A catastrophe in Nepal fosters an unlikely friendship

KATHMANDU, Nepal -- When Californian Spencer Dickinson came to Nepal, he never expected to wind up picking through rubble in Kathmandu or to be calling the Shahi family his friends.

He'd come to climb Mount Everest on a budget and bought boots from a shoe shiner who invited him home.

"He introduced me to his family," said Dickinson. "They made me tea, they made me lunch."

And then he was off to Everest.

Nepal's remote villages assess their earthquake loss

"When the first quake hit, I fell to the ground," he said. "I was traversing across a steep pass and, you know, I thought it was the altitude messing with my head. I thought I was dizzy."

Ultimately, he was unharmed and evacuated by helicopter.

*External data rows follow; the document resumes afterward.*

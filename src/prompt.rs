use serde::Deserialize;

/// Fixed system instruction sent with every generation request.
pub const SYSTEM_PROMPT: &str = "你是一个专业的中学教案编写助手，擅长根据新课标要求生成高质量的教案内容。你的回答必须是标准的JSON格式。";

/// Cover metadata gathered before generation. All fields are trimmed;
/// missing values are carried as empty strings rather than omitted.
#[derive(Debug, Clone, Default, Deserialize)]
#[serde(rename_all = "camelCase")]
pub struct CoverMetadata {
    #[serde(default)]
    pub subject: String,
    #[serde(default)]
    pub grade: String,
    #[serde(default)]
    pub class: String,
    #[serde(default)]
    pub academic_year: String,
    #[serde(default)]
    pub teacher: String,
    #[serde(default)]
    pub lesson_topic: String,
}

impl CoverMetadata {
    pub fn trimmed(mut self) -> Self {
        for field in [
            &mut self.subject,
            &mut self.grade,
            &mut self.class,
            &mut self.academic_year,
            &mut self.teacher,
            &mut self.lesson_topic,
        ] {
            *field = field.trim().to_string();
        }
        self
    }

    /// Cover fields that must be filled before a generation attempt.
    pub fn missing_required(&self) -> Vec<&'static str> {
        let mut missing = Vec::new();
        if self.subject.is_empty() {
            missing.push("subject");
        }
        if self.grade.is_empty() {
            missing.push("grade");
        }
        missing
    }

    /// Topic used for the prompt when none was entered.
    pub fn topic_or_default(&self) -> String {
        if self.lesson_topic.is_empty() {
            format!("{}教学", self.subject)
        } else {
            self.lesson_topic.clone()
        }
    }
}

/// Compose the generation instruction. Deterministic: the same metadata
/// always yields the same string.
pub fn build_prompt(cover: &CoverMetadata) -> String {
    format!(
        r#"你是一个专业的中学教案编写助手。请根据以下信息生成一份完整的教案内容：

学科：{subject}
年级：{grade}
班级：{class}
学年度：{academic_year}
教师：{teacher}
课题：{topic}

请生成以下内容（使用JSON格式返回）：
{{
  "curriculumRequire": "课标要求内容（200-300字）",
  "literacyTarget": "素养目标内容（3-4个具体目标，每个目标单独一行）",
  "keyPoints": "教学重点（150-200字）",
  "difficultPoints": "教学难点（150-200字）",
  "studentAnalysis": "学情分析（200-300字）",
  "teachingStrategy": "教学策略（200-300字）",
  "teachingResources": "教学资源（列举5-8项具体资源）",
  "teachingProcess": [
    {{
      "teacherActivity": "教师活动内容",
      "studentActivity": "学生活动内容",
      "designIntent": "设计意图"
    }}
  ],
  "blackboardDesign": "板书设计内容（清晰的结构化内容）",
  "reflection": "教学反思（200-300字）"
}}

要求：
1. 内容要详实、专业，符合新课标要求
2. 素养目标要具体、可操作、可评估
3. 教学过程要包含3-5个环节，每个环节要详细
4. 所有内容要符合{grade}学生的认知水平
5. 返回标准的JSON格式，不要有额外的文字说明"#,
        subject = cover.subject,
        grade = cover.grade,
        class = cover.class,
        academic_year = cover.academic_year,
        teacher = cover.teacher,
        topic = cover.topic_or_default(),
    )
}
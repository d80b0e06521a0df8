use chrono::Utc;
use serde_json::{json, Map, Value};
use std::path::PathBuf;

use super::{db_conn, opt_str, required_str};
use crate::db;
use crate::fields;
use crate::ipc::{err, ok, AppState, Request};

fn handle_set(state: &mut AppState, req: &Request) -> serde_json::Value {
    let conn = match db_conn(state, req) {
        Ok(v) => v,
        Err(e) => return e,
    };
    let id = match required_str(req, "id") {
        Ok(v) => v,
        Err(e) => return e,
    };
    if !fields::is_known_id(&id) {
        return err(
            &req.id,
            "bad_params",
            format!("unknown field id: {}", id),
            None,
        );
    }
    let value = match required_str(req, "value") {
        Ok(v) => v,
        Err(e) => return e,
    };

    match fields::set(conn, &id, &value) {
        Ok(()) => ok(&req.id, json!({ "id": id })),
        Err(e) => err(&req.id, "db_update_failed", e.to_string(), None),
    }
}

fn handle_get(state: &mut AppState, req: &Request) -> serde_json::Value {
    let conn = match db_conn(state, req) {
        Ok(v) => v,
        Err(e) => return e,
    };
    let id = match required_str(req, "id") {
        Ok(v) => v,
        Err(e) => return e,
    };

    match fields::get(conn, &id) {
        Ok(value) => ok(&req.id, json!({ "id": id, "value": value })),
        Err(e) => err(&req.id, "db_query_failed", e.to_string(), None),
    }
}

fn stored_fields(conn: &rusqlite::Connection) -> anyhow::Result<Map<String, Value>> {
    let mut out = Map::new();
    for (key, value) in db::fields_all(conn, fields::KEY_PREFIX)? {
        if let Some(id) = key.strip_prefix(fields::KEY_PREFIX) {
            out.insert(id.to_string(), Value::String(value));
        }
    }
    Ok(out)
}

fn handle_get_all(state: &mut AppState, req: &Request) -> serde_json::Value {
    let conn = match db_conn(state, req) {
        Ok(v) => v,
        Err(e) => return e,
    };
    match stored_fields(conn) {
        Ok(map) => ok(&req.id, json!({ "fields": map })),
        Err(e) => err(&req.id, "db_query_failed", e.to_string(), None),
    }
}

fn handle_clear_all(state: &mut AppState, req: &Request) -> serde_json::Value {
    let conn = match db_conn(state, req) {
        Ok(v) => v,
        Err(e) => return e,
    };
    // The credential survives a clear; everything else under the prefix goes.
    let keep = fields::store_key(fields::API_KEY_ID);
    match db::fields_clear(conn, fields::KEY_PREFIX, &[keep.as_str()]) {
        Ok(cleared) => ok(&req.id, json!({ "cleared": cleared })),
        Err(e) => err(&req.id, "db_update_failed", e.to_string(), None),
    }
}

fn handle_export_json(state: &mut AppState, req: &Request) -> serde_json::Value {
    let conn = match db_conn(state, req) {
        Ok(v) => v,
        Err(e) => return e,
    };
    let mut map = match stored_fields(conn) {
        Ok(v) => v,
        Err(e) => return err(&req.id, "db_query_failed", e.to_string(), None),
    };
    map.remove(fields::API_KEY_ID);

    let out_path = match opt_str(req, "outPath") {
        Some(p) => PathBuf::from(p),
        None => {
            let Some(workspace) = state.workspace.as_ref() else {
                return err(&req.id, "no_workspace", "select a workspace first", None);
            };
            workspace.join(format!("教案数据_{}.json", Utc::now().timestamp()))
        }
    };

    let text = match serde_json::to_string_pretty(&Value::Object(map.clone())) {
        Ok(v) => v,
        Err(e) => return err(&req.id, "io_failed", e.to_string(), None),
    };
    if let Err(e) = std::fs::write(&out_path, text) {
        return err(&req.id, "io_failed", e.to_string(), None);
    }

    ok(
        &req.id,
        json!({ "path": out_path.to_string_lossy(), "exported": map.len() }),
    )
}

fn handle_import_json(state: &mut AppState, req: &Request) -> serde_json::Value {
    let conn = match db_conn(state, req) {
        Ok(v) => v,
        Err(e) => return e,
    };
    let path = match required_str(req, "path") {
        Ok(v) => v,
        Err(e) => return e,
    };
    let text = match std::fs::read_to_string(&path) {
        Ok(v) => v,
        Err(e) => return err(&req.id, "io_failed", e.to_string(), None),
    };
    let value: Value = match serde_json::from_str(&text) {
        Ok(v) => v,
        Err(e) => return err(&req.id, "bad_params", format!("invalid JSON: {}", e), None),
    };
    let Some(obj) = value.as_object() else {
        return err(&req.id, "bad_params", "file must contain a JSON object", None);
    };

    let mut imported = 0usize;
    let mut skipped = 0usize;
    for (id, v) in obj {
        let Some(s) = v.as_str() else {
            skipped += 1;
            continue;
        };
        if !fields::is_known_id(id) || id == fields::API_KEY_ID {
            skipped += 1;
            continue;
        }
        if let Err(e) = fields::set(conn, id, s) {
            return err(&req.id, "db_update_failed", e.to_string(), None);
        }
        imported += 1;
    }

    ok(&req.id, json!({ "imported": imported, "skipped": skipped }))
}

pub fn try_handle(state: &mut AppState, req: &Request) -> Option<serde_json::Value> {
    match req.method.as_str() {
        "fields.set" => Some(handle_set(state, req)),
        "fields.get" => Some(handle_get(state, req)),
        "fields.getAll" => Some(handle_get_all(state, req)),
        "fields.clearAll" => Some(handle_clear_all(state, req)),
        "fields.exportJson" => Some(handle_export_json(state, req)),
        "fields.importJson" => Some(handle_import_json(state, req)),
        _ => None,
    }
}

On his way back to Kathmandu, he found himself wondering about that family who'd sold him those boots.

He found the home he'd seen just two weeks ago flattened.

"I was shocked that they were still alive to be honest," he said.

The Shahis had not lost their hospitality and offered him tea and snacks.

Why were they so warm and welcoming after they had lost so much?

"He climbed the mountain, and I'm happy he came back alive," said Ram Kumari Shahi. "I love him. He's welcome back anytime."

Now Dickinson's starting an online campaign to help them rebuild.

"I'm trying to make a big impact for one family," he said. "Instead of small impacts here and there, I want to put another roof over their head."

A disaster that's destroyed so much created something, too, this unlikely friendship.